Схватив блокнот и карандаш, Эд начал работать. Какая жалость, что он не может использовать принтер. Не беда. Творческий азарт захватил его. Он делал выписки самых удачных фраз. Не остановился он и тогда, когда она открыла папку «Переписка».
 

14
 
 Засыпал он в этот вечер в одной комнате с ней. Перед сном он все-таки спустился в подвал. Желание разгадать загадку ее появления не давало покоя. Никаких изменений. Темными рядами беззвучно и слепо смотрели на него выключенные экраны. Разноцветные лампочки на пульте не горели. Налет пыли на полу у двери отрицал даже самые дикие предположения. Что же происходит? Посмотрев с сомнением на черные экраны, Эд отвернулся и вышел, так и не рискнув что-то предпринять.

 Лежа в кровати, Эд глядел на незнакомку, уже уснувшую, и думал о том, как неожиданно ворвалась она в его жизнь и разбудила давно забытое ощущение счастья от рождения свежих идей, чувство полета и всемогущества от творческого процесса, радость и восторг от безукоризненного воплощения идеи. «Неужели все это можно испытать, глядя в замочную скважину», - отозвался ехидно внутренний голос. Эд только счастливо рассмеялся над собой от полноты новых ощущений.
 
 Он лежал, смотрел и никак не мог понять, нравится она ему или нет. Средний возраст. Обычное лицо.
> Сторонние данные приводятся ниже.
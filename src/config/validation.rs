//! Configuration validation logic
//!
//! Each section validates itself; [`Settings::validate`] runs them in order
//! and stops at the first failure.

use crate::config::error::ConfigError;
use crate::config::settings::{
    DatabaseConfig, FileSettings, LoggerSettings, ServerConfig, Settings, StorageBackend,
};

/// Valid log levels
const VALID_LOG_LEVELS: &[&str] = &["trace", "debug", "info", "warn", "error"];

/// Valid log formats
const VALID_LOG_FORMATS: &[&str] = &["full", "compact", "json"];

impl ServerConfig {
    /// Validate server configuration
    ///
    /// # Validation Rules
    /// - Port must be between 1 and 65535
    /// - Request timeout must be greater than 0
    pub fn validate(&self) -> Result<(), ConfigError> {
        if self.host.trim().is_empty() {
            return Err(ConfigError::validation(
                "server.host",
                "Server host must not be empty.",
            ));
        }

        if self.port == 0 {
            return Err(ConfigError::validation(
                "server.port",
                "Port must be between 1 and 65535. Please specify a valid port number.",
            ));
        }

        if self.request_timeout == 0 {
            return Err(ConfigError::validation(
                "server.request_timeout",
                "Request timeout must be greater than 0 seconds.",
            ));
        }

        Ok(())
    }
}

impl DatabaseConfig {
    /// Validate database configuration
    ///
    /// # Validation Rules
    /// - URL must be a `postgres://` or `postgresql://` connection string
    /// - Connection counts must be positive with min <= max
    pub fn validate(&self) -> Result<(), ConfigError> {
        if self.url.is_empty() {
            return Err(ConfigError::validation(
                "database.url",
                "Database URL is required. Please specify a valid database connection string.",
            ));
        }

        if !self.is_valid_database_url() {
            return Err(ConfigError::validation(
                "database.url",
                "Invalid database URL format. Expected format: postgres://[user:password@]host[:port]/database",
            ));
        }

        if self.max_connections == 0 {
            return Err(ConfigError::validation(
                "database.max_connections",
                "Max connections must be greater than 0.",
            ));
        }

        if self.min_connections == 0 {
            return Err(ConfigError::validation(
                "database.min_connections",
                "Min connections must be greater than 0.",
            ));
        }

        if self.min_connections > self.max_connections {
            return Err(ConfigError::ValidationError {
                field: "database.min_connections".to_string(),
                message: format!(
                    "Min connections ({}) cannot exceed max connections ({}).",
                    self.min_connections, self.max_connections
                ),
            });
        }

        if self.connection_timeout == 0 {
            return Err(ConfigError::validation(
                "database.connection_timeout",
                "Connection timeout must be greater than 0 seconds.",
            ));
        }

        Ok(())
    }

    fn is_valid_database_url(&self) -> bool {
        ["postgres://", "postgresql://"]
            .iter()
            .any(|scheme| self.url.starts_with(scheme))
    }
}

impl FileSettings {
    fn validate(&self) -> Result<(), ConfigError> {
        if self.enabled && self.path.trim().is_empty() {
            return Err(ConfigError::validation(
                "logger.file.path",
                "File path is required when file logging is enabled.",
            ));
        }

        if !VALID_LOG_FORMATS.contains(&self.format.to_lowercase().as_str()) {
            return Err(ConfigError::ValidationError {
                field: "logger.file.format".to_string(),
                message: format!(
                    "Invalid log format '{}'. Valid formats are: {}",
                    self.format,
                    VALID_LOG_FORMATS.join(", ")
                ),
            });
        }

        Ok(())
    }
}

impl LoggerSettings {
    /// Validate logger configuration
    pub fn validate(&self) -> Result<(), ConfigError> {
        if !VALID_LOG_LEVELS.contains(&self.level.to_lowercase().as_str()) {
            return Err(ConfigError::ValidationError {
                field: "logger.level".to_string(),
                message: format!(
                    "Invalid log level '{}'. Valid levels are: {}",
                    self.level,
                    VALID_LOG_LEVELS.join(", ")
                ),
            });
        }

        self.file.validate()
    }
}

impl Settings {
    /// Validate all configuration sections.
    ///
    /// The `[database]` section is only checked when the Postgres backend
    /// is selected.
    pub fn validate(&self) -> Result<(), ConfigError> {
        self.server.validate()?;
        if self.storage.backend == StorageBackend::Postgres {
            self.database.validate()?;
        }
        self.logger.validate()?;
        Ok(())
    }
}

#[cfg(test)]
mod tests {
    use super::*;
    use crate::config::settings::StorageConfig;

    fn valid_database() -> DatabaseConfig {
        DatabaseConfig {
            url: "postgres://localhost/blog".to_string(),
            ..Default::default()
        }
    }

    #[test]
    fn test_server_rejects_port_zero() {
        let config = ServerConfig {
            port: 0,
            ..Default::default()
        };
        let err = config.validate().unwrap_err();
        assert!(matches!(err, ConfigError::ValidationError { ref field, .. } if field == "server.port"));
    }

    #[test]
    fn test_server_rejects_zero_request_timeout() {
        let config = ServerConfig {
            request_timeout: 0,
            ..Default::default()
        };
        let err = config.validate().unwrap_err();
        assert!(matches!(err, ConfigError::ValidationError { ref field, .. } if field == "server.request_timeout"));
    }

    #[test]
    fn test_database_requires_url() {
        let err = DatabaseConfig::default().validate().unwrap_err();
        assert!(matches!(err, ConfigError::ValidationError { ref field, .. } if field == "database.url"));
    }

    #[test]
    fn test_database_rejects_non_postgres_scheme() {
        let config = DatabaseConfig {
            url: "mysql://localhost/blog".to_string(),
            ..Default::default()
        };
        assert!(config.validate().is_err());
        assert!(valid_database().validate().is_ok());
    }

    #[test]
    fn test_database_min_cannot_exceed_max() {
        let config = DatabaseConfig {
            min_connections: 20,
            max_connections: 5,
            ..valid_database()
        };
        let err = config.validate().unwrap_err();
        assert!(err.to_string().contains("cannot exceed"));
    }

    #[test]
    fn test_logger_rejects_unknown_level() {
        let config = LoggerSettings {
            level: "verbose".to_string(),
            ..Default::default()
        };
        assert!(config.validate().is_err());
    }

    #[test]
    fn test_logger_requires_path_when_file_enabled() {
        let config = LoggerSettings {
            file: FileSettings {
                enabled: true,
                path: "  ".to_string(),
                ..Default::default()
            },
            ..Default::default()
        };
        let err = config.validate().unwrap_err();
        assert!(matches!(err, ConfigError::ValidationError { ref field, .. } if field == "logger.file.path"));
    }

    #[test]
    fn test_memory_backend_skips_database_validation() {
        let settings = Settings {
            storage: StorageConfig {
                backend: StorageBackend::Memory,
            },
            ..Default::default()
        };
        assert!(settings.validate().is_ok());
    }

    #[test]
    fn test_postgres_backend_validates_database() {
        let settings = Settings::default();
        assert!(settings.validate().is_err());

        let settings = Settings {
            database: valid_database(),
            ..Default::default()
        };
        assert!(settings.validate().is_ok());
    }
}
Среднестатистическая единица не может вызывать никаких чувств, она живет только на бумаге. Но эта женщина при своей внешней безликости не была безликой. Чем-то она его зажигала.

 Интересно, какова ее личная жизнь? Хотя именно ее он вроде и наблюдает. Впрочем, как раз сегодня вечером, в самый пик его энтузиазма, к ней заскочил молодой человек за какой-то книжкой. Судя по всему, ее ровесник. Явно не из романтических побуждений. По тому, как они болтали, оживленно и беззвучно щевеля губами, как она небрежно ткнула себе пальцем в щеку, а он привычно чмокнул на прощанье и, махнув рукой, исчез со стены, было ясно, что это только приятель.
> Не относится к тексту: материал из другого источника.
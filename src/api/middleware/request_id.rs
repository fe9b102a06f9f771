//! Request ID middleware for request tracing.
//!
//! Reuses an incoming `x-request-id` header or generates a UUID v4, and
//! echoes the id on the response.

use axum::{
    extract::Request,
    http::{HeaderName, HeaderValue},
    middleware::Next,
    response::Response,
};
use uuid::Uuid;

pub const REQUEST_ID_HEADER: &str = "x-request-id";

/// Request ID stored in request extensions for downstream access.
#[derive(Clone, Debug)]
pub struct RequestId(pub String);

pub async fn request_id_middleware(mut request: Request, next: Next) -> Response {
    let request_id = request
        .headers()
        .get(REQUEST_ID_HEADER)
        .and_then(|v| v.to_str().ok())
        .filter(|v| !v.is_empty())
        .map(String::from)
        .unwrap_or_else(|| Uuid::new_v4().to_string());

    request
        .extensions_mut()
        .insert(RequestId(request_id.clone()));

    let mut response = next.run(request).await;

    if let Ok(value) = HeaderValue::from_str(&request_id) {
        response
            .headers_mut()
            .insert(HeaderName::from_static(REQUEST_ID_HEADER), value);
    }

    response
}

#[cfg(test)]
mod tests {
    use super::*;
    use axum::{Router, body::Body, middleware, routing::get};
    use tower::ServiceExt;

    fn app() -> Router {
        Router::new()
            .route("/", get(|| async { "ok" }))
            .layer(middleware::from_fn(request_id_middleware))
    }

    #[tokio::test]
    async fn test_generates_request_id() {
        let response = app()
            .oneshot(Request::builder().uri("/").body(Body::empty()).unwrap())
            .await
            .unwrap();

        let id = response.headers().get(REQUEST_ID_HEADER).unwrap();
        assert!(Uuid::parse_str(id.to_str().unwrap()).is_ok());
    }

    #[tokio::test]
    async fn test_propagates_incoming_request_id() {
        let response = app()
            .oneshot(
                Request::builder()
                    .uri("/")
                    .header(REQUEST_ID_HEADER, "trace-123")
                    .body(Body::empty())
                    .unwrap(),
            )
            .await
            .unwrap();

        assert_eq!(response.headers()[REQUEST_ID_HEADER], "trace-123");
    }
}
 В первый раз, когда Эд увидел незнакомку, она показалась ему самой обыкновенной. Никакой. И порой она выглядела откровенно непривлекательной. А сегодня временами неожиданно превращалась в красавицу. Та непринужденность, непосредственность, раскованность жестов и поз, которые были так важны в натуре, оказались естественными проявлениями ее характера и темперамента. Или так выглядят все женщины в домашней обстановке? Нет, эта женщина словно чувствовала и угадывала, что ему нужно. И что самое главное, тут же делала это. Наблюдая, Эд все больше проникался к ней симпатией.

И своими текстами она вдохновляла его не меньше, чем своим поведением. Кто она? Письма она подписывала именем Лина. Как звучит имя полностью, Эд никак не мог сообразить.

 Где она живет? Где эта странная квартира, таким причудливым образом отразившаяся на его стенах? Он ведь даже не знает города, в котором она обитает. Хотя, похоже, это его родной город. Вопросы не давали Эду покоя. «Нет, с этим домом надо разобраться»,- думал он, все более отстраненно и безучастно, погружаясь в сон.

 Утром, проснувшись, Эд заторопился в город. Ему не терпелось поделиться своими идеями с коллегами. Давно он не чувствовал себя таким оживленным и взволнованным предстоящей работой. Он хотел прямо там, на месте, разобраться, как использовать собранный материал.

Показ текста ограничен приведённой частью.